Every lit object casts a shadow behind it. In the real world, this is caused by rays of light from the light source being blocked by the object.
Some rendering techniques, such as raytracing, create virtual light rays and simulate how they would behave. These simulated rays are blocked just like real ones would, so pretty shadows just happen for free. What doesn’t happen is any kind of reasonable performance — despite all the technological advances since it was invented, raytracing is still woefully slow and mostly inadequate for real-time rendering.
The way GPUs actually do business is by concentrating on the objects themselves. There are no light rays in a modern rendering pipeline. Instead, we start from a pixel on the object’s surface and apply lighting to it based on it’s position relative to the light source. The downside of doing it this way is that effects created by bouncing light rays (like shadows and reflections) become much more difficult to achieve, as we no longer have an actual ray to work with.
Two common ways to get around that are shadow volumes and shadow mapping. The latter approach is what people usually use these days, but both have their strengths, and shadow volumes have one important advantage — they adapt very easily to 2D and don’t really require off-screen buffers, which are hard to do on the PICO-8.
Each yellow shape is a shadow volume for one of the spheres (image from English Wikipedia)
The idea behind shadow volumes is all in the name. For every object, we can imagine its shadow as a volume of space in which everything is darkened. These volumes are three-dimensional objects themselves, and the basic approach to using them looks like this:
for each lit object:generate a shadow volumedraw this shadow volume to a special bufferwhen we draw actual objects later: check each pixel against the buffer to see if it's in shadowlight it only if it's not
Explaining this in detail would be an article on its own, but the core idea we can take away from it is this: an object’s shadow can be represented as a shape.

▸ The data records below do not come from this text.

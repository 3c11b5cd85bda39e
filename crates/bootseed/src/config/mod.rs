//! Build definitions.
//!
//! A build definition is a TOML file. The root may name one parent with
//! `extends = "base.toml"`; any table may pull shared fragments in with
//! `imports = ["store.toml", ...]`. Keys written in the including file win
//! over everything it includes, and paths are relative to the including file.

use std::fs;
use std::path::{Path, PathBuf};

use serde::de::DeserializeOwned;
use toml::Value;
use toml::value::Table;

use crate::error::{Error, ErrorKind, Result};

const EXTENDS_KEY: &str = "extends";
const IMPORTS_KEY: &str = "imports";

/// A build definition with every `extends` and `imports` resolved.
#[derive(Debug, Clone)]
pub struct ConfigDoc {
    pub path: PathBuf,
    pub value: Value,
}

impl ConfigDoc {
    /// Look up a dotted key such as `image.store.url`.
    pub fn value_path(&self, path: &str) -> Option<&Value> {
        path.trim()
            .split('.')
            .filter(|seg| !seg.is_empty())
            .try_fold(&self.value, |cur, seg| cur.as_table()?.get(seg))
    }

    pub fn has_table_path(&self, path: &str) -> bool {
        self.value_path(path).is_some_and(Value::is_table)
    }

    pub fn deserialize_path<T: DeserializeOwned>(&self, path: &str) -> Result<Option<T>> {
        self.value_path(path)
            .map(|v| {
                v.clone().try_into().map_err(|e| {
                    Error::new(
                        ErrorKind::Config,
                        format!("invalid [{path}] in {}: {e}", self.path.display()),
                    )
                })
            })
            .transpose()
    }

    /// Paths in a build definition are relative to the file that was loaded.
    pub fn resolve_path(&self, raw: &str) -> PathBuf {
        relative_to(&self.path, raw.trim())
    }

    pub fn top_level_tables(&self) -> Vec<&str> {
        let Some(root) = self.value.as_table() else {
            return Vec::new();
        };
        root.iter()
            .filter(|(_, v)| v.is_table())
            .map(|(k, _)| k.as_str())
            .collect()
    }
}

pub fn load(path: &Path) -> Result<ConfigDoc> {
    let value = Loader::default().load_file(path)?;
    Ok(ConfigDoc {
        path: path.to_path_buf(),
        value,
    })
}

// Files currently being loaded, outermost first.
#[derive(Default)]
struct Loader {
    chain: Vec<PathBuf>,
}

impl Loader {
    fn load_file(&mut self, path: &Path) -> Result<Value> {
        let key = path.canonicalize().unwrap_or_else(|_| path.to_path_buf());
        if self.chain.contains(&key) {
            let cycle: Vec<String> = self
                .chain
                .iter()
                .chain(std::iter::once(&key))
                .map(|p| p.display().to_string())
                .collect();
            return Err(Error::new(
                ErrorKind::Config,
                format!("build definition include cycle: {}", cycle.join(" -> ")),
            ));
        }

        let text = fs::read_to_string(path).map_err(|e| {
            Error::new(
                ErrorKind::Read,
                format!("cannot read build definition {}: {e}", path.display()),
            )
        })?;
        let parsed: Table = toml::from_str(&text).map_err(|e| {
            Error::new(ErrorKind::Config, format!("cannot parse {}: {e}", path.display()))
        })?;

        self.chain.push(key);
        let loaded = self.resolve_root(path, parsed);
        self.chain.pop();
        loaded.map(Value::Table)
    }

    fn resolve_root(&mut self, path: &Path, mut root: Table) -> Result<Table> {
        let parent = match root.remove(EXTENDS_KEY) {
            None => Table::new(),
            Some(Value::String(base)) => match self.load_file(&relative_to(path, &base))? {
                Value::Table(t) => t,
                _ => Table::new(),
            },
            Some(_) => {
                return Err(Error::new(
                    ErrorKind::Config,
                    format!("'{EXTENDS_KEY}' in {} must be a string", path.display()),
                ));
            }
        };
        self.expand_imports(path, &mut root)?;
        Ok(overlay(parent, root))
    }

    // Replaces `imports` in `table` and every nested table with the imported keys.
    fn expand_imports(&mut self, path: &Path, table: &mut Table) -> Result<()> {
        for (_, value) in table.iter_mut() {
            if let Value::Table(child) = value {
                self.expand_imports(path, child)?;
            }
        }
        let Some(imports) = table.remove(IMPORTS_KEY) else {
            return Ok(());
        };
        let Value::Array(entries) = imports else {
            return Err(Error::new(
                ErrorKind::Config,
                format!("'{IMPORTS_KEY}' in {} must be an array of paths", path.display()),
            ));
        };

        let mut base = Table::new();
        for entry in entries {
            let Some(rel) = entry.as_str().map(str::trim) else {
                return Err(Error::new(
                    ErrorKind::Config,
                    format!("'{IMPORTS_KEY}' in {} must only hold strings", path.display()),
                ));
            };
            if rel.is_empty() {
                continue;
            }
            if let Value::Table(fragment) = self.load_file(&relative_to(path, rel))? {
                base = overlay(base, fragment);
            }
        }
        *table = overlay(base, std::mem::take(table));
        Ok(())
    }
}

// Deep merge: tables merge key by key, anything else in `top` replaces `base`.
fn overlay(mut base: Table, top: Table) -> Table {
    for (key, value) in top {
        let merged = match (base.remove(&key), value) {
            (Some(Value::Table(b)), Value::Table(t)) => Value::Table(overlay(b, t)),
            (_, v) => v,
        };
        base.insert(key, merged);
    }
    base
}

fn relative_to(file: &Path, reference: &str) -> PathBuf {
    let p = Path::new(reference);
    if p.is_absolute() {
        return p.to_path_buf();
    }
    file.parent().unwrap_or_else(|| Path::new(".")).join(p)
}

The two-dimensional equivalent of the shadow volume is actually a shadow area — a flat shape representing all the pixels in a given object’s shadow.
A 2D object and the shadow “volume” behind it
Calculating that area for a complex object can be troublesome, so we’ll use our favorite cop-out: we’ll break it down into simpler components. In the 3D world, this is usually achieved by dividing surfaces into triangles. It’s much easier to figure out the shadow volume of a triangle than, say, a teapot.
The 2D equivalent of the triangle is the line segment. Just like we can break a 3D object’s surface into triangles, we can break any two-dimensional shape into its constituent edges.
How the shadow volumes of the three segments add up
The shadow volume of each segment can be calculated separately. The volumes of neighboring segments will be connected with each other, adding up to the shadow of the whole thing.
Once we know that all shadow caster are going to be represented by line segments, we have to tell our engine where these lines are.
The basic idea is like this: every object in the game (wall, pillar, enemy) is allowed to have a list of walls
— lines casting shadows. These lines are represented by s
and e
, the endpoints of the segment itself, and a unit vector d
that points away from the wall and lets us know which side of the wall is the outside (if you’re vector-savvy: the wall’s normal).
Walls and their d-vectors in a sample corridor.
Once we have our shadow-casting structure, it’s time to make use of it.
The original 3D algorithm uses a special off-screen buffer to be able to quickly figure out whether a pixel is inside a shadow volume. That’s not really an option on the PICO-8 and the alternative of doing a point-in-polygon collision check for each potentially-lit pixel doesn’t sound too promising either.
Thankfully, we can use the shadow volumes in a simpler manner: we can just draw them in black on top of the rendered scene. For a single light source and pitch-black shadows, the end result will be the same, but rendering a polygon is going to be much more efficient than doing a check for every pixel we draw.
After this simplification, the whole process of adding shadows to the engine boils down to a single loop at the very bottom of our render loop.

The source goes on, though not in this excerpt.